**Task directions**
Retype the records below from their first line through the line containing "let listener = tokio::net::TcpListener::bind(&address)", and include nothing else.

=== Provided data ===

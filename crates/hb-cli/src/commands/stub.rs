//! Stand-in service for demos and end-to-end tests
//!
//! Answers `200 OK` on the health path and `404` elsewhere. Runs until
//! terminated.

use anyhow::{Context, Result};
use axum::routing::get;
use axum::Json;
use serde_json::{json, Value};

pub async fn stub_service_command(port: u16, path: &str) -> Result<()> {
    let path = if path.starts_with('/') {
        path.to_string()
    } else {
        format!("/{}", path)
    };

    let router = axum::Router::new().route(&path, get(health));

    let address = format!("127.0.0.1:{}", port);
    let listener = tokio::net::TcpListener::bind(&address)
        .await
        .with_context(|| format!("failed to bind {}", address))?;
    tracing::info!("Stub service listening on http://{}{}", address, path);

    axum::serve(listener, router)
        .with_graceful_shutdown(async {
            let _ = tokio::signal::ctrl_c().await;
        })
        .await
        .context("HTTP server error")?;
    Ok(())
}

async fn health() -> Json<Value> {
    Json(json!({
        "status": "ok",
        "pid": std::process::id(),
    }))
}
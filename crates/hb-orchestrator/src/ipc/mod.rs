//! IPC server for CLI communication

mod server;

pub use server::{IpcServer, MAX_REQUEST_BYTES};
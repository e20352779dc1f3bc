//! Time utilities for harbor

use std::time::{Duration, SystemTime, UNIX_EPOCH};

/// Get the current Unix timestamp in milliseconds.
///
/// Returns 0 if the system clock is set before the Unix epoch.
pub fn current_time_millis() -> u64 {
    SystemTime::now()
        .duration_since(UNIX_EPOCH)
        .map(|d| d.as_millis() as u64)
        .unwrap_or(0)
}

/// Calculate elapsed time in milliseconds since a given timestamp.
///
/// Returns 0 if the given time is in the future.
pub fn elapsed_millis(since: u64) -> u64 {
    current_time_millis().saturating_sub(since)
}

/// Render a millisecond duration the way the CLI prints uptimes
pub fn format_millis(millis: u64) -> String {
    let d = Duration::from_millis(millis);
    let secs = d.as_secs();
    if secs == 0 {
        format!("{}ms", millis)
    } else if secs < 60 {
        format!("{:.1}s", d.as_secs_f64())
    } else if secs < 3600 {
        format!("{}m {}s", secs / 60, secs % 60)
    } else {
        format!("{}h {}m", secs / 3600, (secs % 3600) / 60)
    }
}
//! Core domain types

use serde::{Deserialize, Serialize};
use std::fmt;

/// Lifecycle state of a managed service
#[derive(Debug, Clone, Copy, PartialEq, Eq, Hash, Serialize, Deserialize)]
#[serde(rename_all = "camelCase")]
pub enum LifecycleState {
    /// Waiting for dependencies (or never started)
    Pending,
    /// Process is being launched
    Starting,
    /// Process is alive, waiting for the first healthy probe
    HealthChecking,
    /// Healthy and serving
    Running,
    /// Running, but the last probe failed
    Degraded,
    /// Shutdown requested
    Stopping,
    /// Process terminated after a shutdown request
    Stopped,
    /// Restart attempts exhausted
    Failed,
}

impl LifecycleState {
    /// Whether a process is expected to exist in this state
    pub fn is_active(self) -> bool {
        matches!(
            self,
            LifecycleState::Starting
                | LifecycleState::HealthChecking
                | LifecycleState::Running
                | LifecycleState::Degraded
        )
    }

    /// Whether the background prober should be watching this service
    pub fn is_probed(self) -> bool {
        matches!(self, LifecycleState::Running | LifecycleState::Degraded)
    }
}

impl fmt::Display for LifecycleState {
    fn fmt(&self, f: &mut fmt::Formatter<'_>) -> fmt::Result {
        match self {
            LifecycleState::Pending => write!(f, "pending"),
            LifecycleState::Starting => write!(f, "starting"),
            LifecycleState::HealthChecking => write!(f, "health-checking"),
            LifecycleState::Running => write!(f, "running"),
            LifecycleState::Degraded => write!(f, "degraded"),
            LifecycleState::Stopping => write!(f, "stopping"),
            LifecycleState::Stopped => write!(f, "stopped"),
            LifecycleState::Failed => write!(f, "failed"),
        }
    }
}

/// Result of the most recent health probe
#[derive(Debug, Clone, PartialEq, Eq, Serialize, Deserialize)]
#[serde(rename_all = "camelCase")]
pub struct HealthRecord {
    pub healthy: bool,
    pub detail: Option<String>,
    /// Unix milliseconds
    pub checked_at: u64,
}

/// Point-in-time copy of a service's runtime record
#[derive(Debug, Clone, PartialEq, Eq, Serialize, Deserialize)]
#[serde(rename_all = "camelCase")]
pub struct ServiceSnapshot {
    pub name: String,
    pub state: LifecycleState,
    pub port: u16,
    pub pid: Option<u32>,
    pub last_health: Option<HealthRecord>,
    pub restart_count: u32,
    pub consecutive_failures: u32,
    pub last_error: Option<String>,
    /// Unix milliseconds of the last transition
    pub since: u64,
}

impl ServiceSnapshot {
    /// Fresh record for a service that has not been started
    pub fn pending(name: impl Into<String>, port: u16) -> Self {
        Self {
            name: name.into(),
            state: LifecycleState::Pending,
            port,
            pid: None,
            last_health: None,
            restart_count: 0,
            consecutive_failures: 0,
            last_error: None,
            since: crate::time::current_time_millis(),
        }
    }
}

/// Outcome of classifying an outbound destination
#[derive(Debug, Clone, PartialEq, Eq, Hash, Serialize, Deserialize)]
#[serde(tag = "action", rename_all = "camelCase")]
pub enum Verdict {
    /// Connection may proceed
    Allow,
    /// Connection must be refused
    Block,
    /// Connect to this local substitute instead
    RedirectTo { host: String, port: u16 },
}

impl fmt::Display for Verdict {
    fn fmt(&self, f: &mut fmt::Formatter<'_>) -> fmt::Result {
        match self {
            Verdict::Allow => write!(f, "allow"),
            Verdict::Block => write!(f, "block"),
            Verdict::RedirectTo { host, port } => write!(f, "redirect -> {}:{}", host, port),
        }
    }
}

#[cfg(test)]
mod tests {
    use super::*;

    #[test]
    fn test_lifecycle_display() {
        assert_eq!(LifecycleState::HealthChecking.to_string(), "health-checking");
        assert_eq!(LifecycleState::Failed.to_string(), "failed");
    }

    #[test]
    fn test_active_and_probed_states() {
        assert!(LifecycleState::Starting.is_active());
        assert!(!LifecycleState::Starting.is_probed());
        assert!(LifecycleState::Degraded.is_probed());
        assert!(!LifecycleState::Stopped.is_active());
        assert!(!LifecycleState::Failed.is_active());
    }

    #[test]
    fn test_verdict_serializes_with_action_tag() {
        let json = serde_json::to_string(&Verdict::RedirectTo {
            host: "127.0.0.1".into(),
            port: 11434,
        })
        .unwrap();
        assert_eq!(
            json,
            r#"{"action":"redirectTo","host":"127.0.0.1","port":11434}"#
        );
    }
}
//! IPC round-trips against a live server

use std::sync::Arc;
use std::time::Duration;

use hb_core::config::parse_json;
use hb_core::ipc::{encode_line, IpcRequest, IpcResponse};
use hb_core::types::Verdict;
use hb_orchestrator::ipc::{IpcServer, MAX_REQUEST_BYTES};
use hb_orchestrator::HarborState;
use tokio::io::{AsyncBufReadExt, AsyncWriteExt, BufReader};
use tokio::net::TcpStream;

async fn start_server() -> (Arc<HarborState>, std::net::SocketAddr, tokio::task::JoinHandle<()>) {
    let config = parse_json(
        r#"{"policy":{"rules":[
            {"pattern":"*.openai.com","action":"redirect-to-local","redirectTarget":"127.0.0.1:11434"},
            {"pattern":"8.212.*","action":"block"}
        ]}}"#,
    )
    .unwrap();
    let state = Arc::new(HarborState::new(config).unwrap());
    let server = IpcServer::bind("127.0.0.1:0", state.clone()).await.unwrap();
    let addr = server.local_addr().unwrap();
    let handle = tokio::spawn(server.run());
    (state, addr, handle)
}

struct Client {
    reader: BufReader<tokio::net::tcp::OwnedReadHalf>,
    writer: tokio::net::tcp::OwnedWriteHalf,
}

impl Client {
    async fn connect(addr: std::net::SocketAddr) -> Self {
        let (reader, writer) = TcpStream::connect(addr).await.unwrap().into_split();
        Self {
            reader: BufReader::new(reader),
            writer,
        }
    }

    async fn send_raw(&mut self, line: &str) -> IpcResponse {
        self.writer.write_all(line.as_bytes()).await.unwrap();
        let mut response = String::new();
        self.reader.read_line(&mut response).await.unwrap();
        serde_json::from_str(response.trim()).unwrap()
    }

    async fn send(&mut self, request: IpcRequest) -> IpcResponse {
        self.send_raw(&encode_line(&request).unwrap()).await
    }
}

#[tokio::test]
async fn test_ping_and_status() {
    let (state, addr, _handle) = start_server().await;
    let mut client = Client::connect(addr).await;

    assert_eq!(client.send(IpcRequest::Ping).await, IpcResponse::Pong);
    match client.send(IpcRequest::GetStatus).await {
        IpcResponse::Status(status) => {
            assert_eq!(status.pid, std::process::id());
            assert!(status.services.is_empty());
        }
        other => panic!("unexpected response {:?}", other),
    }
    state.shutdown.cancel();
}

#[tokio::test]
async fn test_classify_over_ipc() {
    let (state, addr, _handle) = start_server().await;
    let mut client = Client::connect(addr).await;

    let response = client
        .send(IpcRequest::Classify {
            destination: "api.openai.com:443".into(),
        })
        .await;
    assert_eq!(
        response,
        IpcResponse::Classified {
            destination: "api.openai.com:443".into(),
            verdict: Verdict::RedirectTo {
                host: "127.0.0.1".into(),
                port: 11434
            },
        }
    );

    let response = client
        .send(IpcRequest::Classify {
            destination: "8.212.4.4".into(),
        })
        .await;
    assert!(matches!(
        response,
        IpcResponse::Classified {
            verdict: Verdict::Block,
            ..
        }
    ));
    state.shutdown.cancel();
}

#[tokio::test]
async fn test_errors_are_responses() {
    let (state, addr, _handle) = start_server().await;
    let mut client = Client::connect(addr).await;

    let response = client
        .send(IpcRequest::Restart {
            name: "ghost".into(),
        })
        .await;
    assert!(matches!(response, IpcResponse::Error { message } if message.contains("ghost")));

    let response = client.send_raw("{not json}\n").await;
    assert!(matches!(response, IpcResponse::Error { .. }));

    // The connection survives bad input
    assert_eq!(client.send(IpcRequest::Ping).await, IpcResponse::Pong);
    state.shutdown.cancel();
}

#[tokio::test]
async fn test_shutdown_request_stops_server() {
    let (state, addr, handle) = start_server().await;
    let mut client = Client::connect(addr).await;

    assert_eq!(client.send(IpcRequest::Shutdown).await, IpcResponse::Ok);
    assert!(state.shutdown.is_cancelled());
    tokio::time::timeout(Duration::from_secs(2), handle)
        .await
        .expect("server should stop after shutdown")
        .unwrap();
}

#[tokio::test]
async fn test_oversized_request_is_rejected_and_closed() {
    let (state, addr, _handle) = start_server().await;
    let mut client = Client::connect(addr).await;

    // No newline, so an unbounded reader would keep buffering
    let oversized = "x".repeat(MAX_REQUEST_BYTES + 1);
    let response = client.send_raw(&oversized).await;
    assert!(matches!(response, IpcResponse::Error { message } if message.contains("exceeds")));

    let mut rest = String::new();
    let read = tokio::time::timeout(Duration::from_secs(2), client.reader.read_line(&mut rest))
        .await
        .expect("server should close the connection")
        .unwrap();
    assert_eq!(read, 0);

    // Other clients are unaffected
    let mut other = Client::connect(addr).await;
    assert_eq!(other.send(IpcRequest::Ping).await, IpcResponse::Pong);
    state.shutdown.cancel();
}

#[tokio::test]
async fn test_request_at_the_limit_is_accepted() {
    let (state, addr, _handle) = start_server().await;
    let mut client = Client::connect(addr).await;

    let ping = encode_line(&IpcRequest::Ping).unwrap();
    let padded = format!("{}{}", " ".repeat(MAX_REQUEST_BYTES - ping.len()), ping);
    assert_eq!(padded.len(), MAX_REQUEST_BYTES);
    assert_eq!(client.send_raw(&padded).await, IpcResponse::Pong);
    state.shutdown.cancel();
}
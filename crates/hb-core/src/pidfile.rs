//! PID file for the single running orchestrator
//!
//! `harbor start` refuses to run when the PID file names a live process;
//! `harbor stop` uses it as a fallback when IPC is unreachable.

use std::fs;
use std::io::{self, Read, Write};
use std::path::{Path, PathBuf};

use crate::config;

const PID_FILE_NAME: &str = "harbor.pid";

/// Get the default PID file path
pub fn default_pid_path() -> PathBuf {
    config::default_config_dir().join(PID_FILE_NAME)
}

/// Read the PID recorded in `path`.
///
/// `Ok(None)` when the file does not exist; malformed contents are an error.
pub fn read_pid_file(path: &Path) -> io::Result<Option<u32>> {
    let mut file = match fs::File::open(path) {
        Ok(file) => file,
        Err(e) if e.kind() == io::ErrorKind::NotFound => return Ok(None),
        Err(e) => return Err(e),
    };
    let mut contents = String::new();
    file.read_to_string(&mut contents)?;
    contents
        .trim()
        .parse::<u32>()
        .map(Some)
        .map_err(|e| io::Error::new(io::ErrorKind::InvalidData, e))
}

pub fn write_pid_file(path: &Path, pid: u32) -> io::Result<()> {
    if let Some(parent) = path.parent() {
        fs::create_dir_all(parent)?;
    }
    let mut file = fs::File::create(path)?;
    writeln!(file, "{}", pid)
}

/// Remove the PID file; a missing file is not an error.
pub fn remove_pid_file(path: &Path) -> io::Result<()> {
    match fs::remove_file(path) {
        Err(e) if e.kind() != io::ErrorKind::NotFound => Err(e),
        _ => Ok(()),
    }
}

/// PID of a live orchestrator recorded at `path`, clearing stale files.
pub fn live_pid(path: &Path) -> io::Result<Option<u32>> {
    match read_pid_file(path) {
        Ok(Some(pid)) if crate::process::is_process_alive(pid) => Ok(Some(pid)),
        Ok(Some(pid)) => {
            tracing::debug!(pid, "Removing stale PID file {:?}", path);
            remove_pid_file(path)?;
            Ok(None)
        }
        Ok(None) => Ok(None),
        Err(e) if e.kind() == io::ErrorKind::InvalidData => {
            remove_pid_file(path)?;
            Ok(None)
        }
        Err(e) => Err(e),
    }
}

/// Removes the PID file when dropped, including on panic
pub struct PidFileGuard {
    path: PathBuf,
}

impl PidFileGuard {
    pub fn new(path: PathBuf, pid: u32) -> io::Result<Self> {
        write_pid_file(&path, pid)?;
        Ok(Self { path })
    }

    pub fn path(&self) -> &Path {
        &self.path
    }
}

impl Drop for PidFileGuard {
    fn drop(&mut self) {
        if let Err(e) = remove_pid_file(&self.path) {
            tracing::warn!("Failed to remove PID file {:?}: {}", self.path, e);
        }
    }
}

===

**Written solution**
filename crates/hb-cli/src/commands/stub.rs
//! Stand-in service for demos and end-to-end tests
//!
//! Answers `200 OK` on the health path and `404` elsewhere. Runs until
//! terminated.

use anyhow::{Context, Result};
use axum::routing::get;
use axum::Json;
use serde_json::{json, Value};

pub async fn stub_service_command(port: u16, path: &str) -> Result<()> {
    let path = if path.starts_with('/') {
        path.to_string()
    } else {
        format!("/{}", path)
    };

    let router = axum::Router::new().route(&path, get(health));

    let address = format!("127.0.0.1:{}", port);
    let listener = tokio::net::TcpListener::bind(&address)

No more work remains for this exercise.